Dataset entries:
>>>
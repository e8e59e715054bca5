//! Ordered protocol cascade that decides what kind of unit answered a ping.
//!
//! Rules run strictly in order and the first match wins. A probe that times
//! out or returns garbage is a non-match, never an error. The one exception
//! is the opening vendor-OID rule: a host that answers it with text we do
//! not recognize is declared [`DeviceTypeId::Unknown`] on the spot, since
//! it has already identified itself as something we have no collector for.

use crate::net::{telnet, HttpFetcher, Oid, SnmpClient};
use crate::types::DeviceTypeId;
use std::net::{IpAddr, SocketAddr};
use std::str::FromStr;
use std::time::Duration;
use tracing::debug;

/// Ericsson/Tandberg cfgProductName.
const PRODUCT_NAME_OID: &str = "1.3.6.1.4.1.1773.1.1.1.7.0";
/// nCompass service identity.
const NCC_PRODUCT_OID: &str = "1.3.6.1.4.1.1773.3.1.1.1.0";
/// NDS-era MX5000 product code.
const MX5000_PRODUCT_OID: &str = "1.3.6.1.4.1.1855.2.21.1.1.2.0";
/// Cisco enterprise subtree.
const CISCO_ROOT_OID: &str = "1.3.6.1.4.1.9";
/// Brocade/Foundry enterprise subtree.
const BROCADE_ROOT_OID: &str = "1.3.6.1.4.1.1991";
/// Newtec device type string.
const NEWTEC_TYPE_OID: &str = "1.3.6.1.4.1.5835.5.2.100.1.1.4.0";

/// Product-name substrings for the Ericsson/Tandberg families, checked in
/// order against the cfgProductName reply.
const PRODUCT_SUBSTRINGS: &[(&str, DeviceTypeId)] = &[
    ("RX95", DeviceTypeId::Rx9500),
    ("RX8", DeviceTypeId::Rx8000),
    ("RX12", DeviceTypeId::Rx1200),
    ("TT12", DeviceTypeId::Rx1200),
    ("ViPENC", DeviceTypeId::En8100),
    ("CENC", DeviceTypeId::En8100),
    ("EMSP", DeviceTypeId::Spr1000),
    ("SPR", DeviceTypeId::Spr1000),
    ("EN80", DeviceTypeId::En8000),
    ("E57", DeviceTypeId::En8000),
    ("MX84", DeviceTypeId::Mx8400),
    ("SM66", DeviceTypeId::Sm6600),
    ("EQ80", DeviceTypeId::Eq8000),
    ("6120", DeviceTypeId::Tt6120),
    ("5210", DeviceTypeId::Mx5210),
    ("IPLEX", DeviceTypeId::Iplex),
];

/// Ports and per-protocol timeouts the cascade and the drivers use.
/// Overridable so tests can aim everything at loopback simulators.
#[derive(Debug, Clone)]
pub struct ProbeConfig {
    pub snmp_port: u16,
    pub http_port: u16,
    pub http_alt_port: u16,
    pub telnet_port: u16,
    pub snmp_timeout: Duration,
    pub http_timeout: Duration,
    pub telnet_timeout: Duration,
}

impl Default for ProbeConfig {
    fn default() -> Self {
        Self {
            snmp_port: 161,
            http_port: 80,
            http_alt_port: 8080,
            telnet_port: 23,
            snmp_timeout: Duration::from_secs(2),
            http_timeout: Duration::from_secs(5),
            telnet_timeout: Duration::from_secs(2),
        }
    }
}

impl ProbeConfig {
    pub fn snmp_client(&self, address: &str) -> Option<SnmpClient> {
        let ip: IpAddr = address.parse().ok()?;
        Some(SnmpClient::new(
            SocketAddr::new(ip, self.snmp_port),
            self.snmp_timeout,
        ))
    }

    pub fn http_fetcher(&self) -> HttpFetcher {
        HttpFetcher::new(self.http_timeout)
    }
}

/// Runs the identification cascade for one address.
pub struct Classifier {
    probes: ProbeConfig,
    http: HttpFetcher,
}

impl Classifier {
    pub fn new(probes: ProbeConfig) -> Self {
        let http = probes.http_fetcher();
        Self { probes, http }
    }

    /// Decide what kind of unit is at `address`.
    pub async fn classify(&self, address: &str) -> DeviceTypeId {
        let Some(snmp) = self.probes.snmp_client(address) else {
            return DeviceTypeId::Unknown;
        };

        // Ericsson/Tandberg devices all answer cfgProductName.
        if let Some(name) = Self::get_text(&snmp, PRODUCT_NAME_OID).await {
            for (needle, device) in PRODUCT_SUBSTRINGS {
                if name.contains(needle) {
                    debug!(%address, %name, ?device, "matched product name");
                    return *device;
                }
            }
            // answered the vendor OID but we have no collector for it
            debug!(%address, %name, "unrecognized product name");
            return DeviceTypeId::Unknown;
        }

        // maybe a service host rather than a device
        if let Some(name) = Self::get_text(&snmp, NCC_PRODUCT_OID).await {
            if name.contains("nCompass") {
                return DeviceTypeId::NccServer;
            }
        }

        // old-school NDS mux: any answer on its product code is enough
        if let Some(oid) = parse_oid(MX5000_PRODUCT_OID) {
            if snmp.get(&oid).await.is_some_and(|v| !v.is_absent()) {
                return DeviceTypeId::Mx5000;
            }
        }

        // enterprise subtree walks for the switch vendors
        if self.subtree_answers(&snmp, CISCO_ROOT_OID).await {
            return DeviceTypeId::Cisco;
        }
        if self.subtree_answers(&snmp, BROCADE_ROOT_OID).await {
            return DeviceTypeId::Brocade;
        }

        if let Some(name) = Self::get_text(&snmp, NEWTEC_TYPE_OID).await {
            if name.contains("M6100") {
                return DeviceTypeId::M6100;
            }
        }

        // HTTP guesses: one request to the front page covers two products
        let page = self.http.get(address, self.probes.http_port, "/").await;
        if let Some(page) = &page {
            if page.contains("lemental") {
                return DeviceTypeId::Elemental;
            }
            if page.contains("DEV Systemtechnik") {
                return DeviceTypeId::Dev;
            }
        }

        if let Some(page) = self.http.get(address, self.probes.http_port, "/objects").await {
            if page.contains("SVP") {
                return DeviceTypeId::Svp2000;
            }
        }

        // SVP1000 serves its login page on the alternate port
        if let Some(page) = self
            .http
            .get(address, self.probes.http_alt_port, "/admin/login.php")
            .await
        {
            if page.contains("goob") {
                return DeviceTypeId::Svp1000;
            }
        }

        // scraping the barrel: read the telnet banner
        if let Some(banner) =
            telnet::read_banner(address, self.probes.telnet_port, self.probes.telnet_timeout).await
        {
            debug!(%address, %banner, "got telnet banner");
            if banner.to_uppercase().contains("LEITCH") {
                return DeviceTypeId::Leitch;
            }
        }

        DeviceTypeId::Unknown
    }

    async fn get_text(snmp: &SnmpClient, oid: &str) -> Option<String> {
        let oid = parse_oid(oid)?;
        snmp.get(&oid).await.and_then(|value| value.as_text())
    }

    /// GET-NEXT at the subtree root; a reply whose OID is still inside the
    /// subtree means the agent carries that vendor's objects.
    async fn subtree_answers(&self, snmp: &SnmpClient, root: &str) -> bool {
        let Some(root) = parse_oid(root) else {
            return false;
        };
        match snmp.get_next(&root).await {
            Some((oid, _)) => oid.starts_with(&root),
            None => false,
        }
    }
}

fn parse_oid(text: &str) -> Option<Oid> {
    Oid::from_str(text).ok()
}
<<<
> **Try it**
Find every line of the records holding "const". Answer with the count alone.

> **Your solution**
7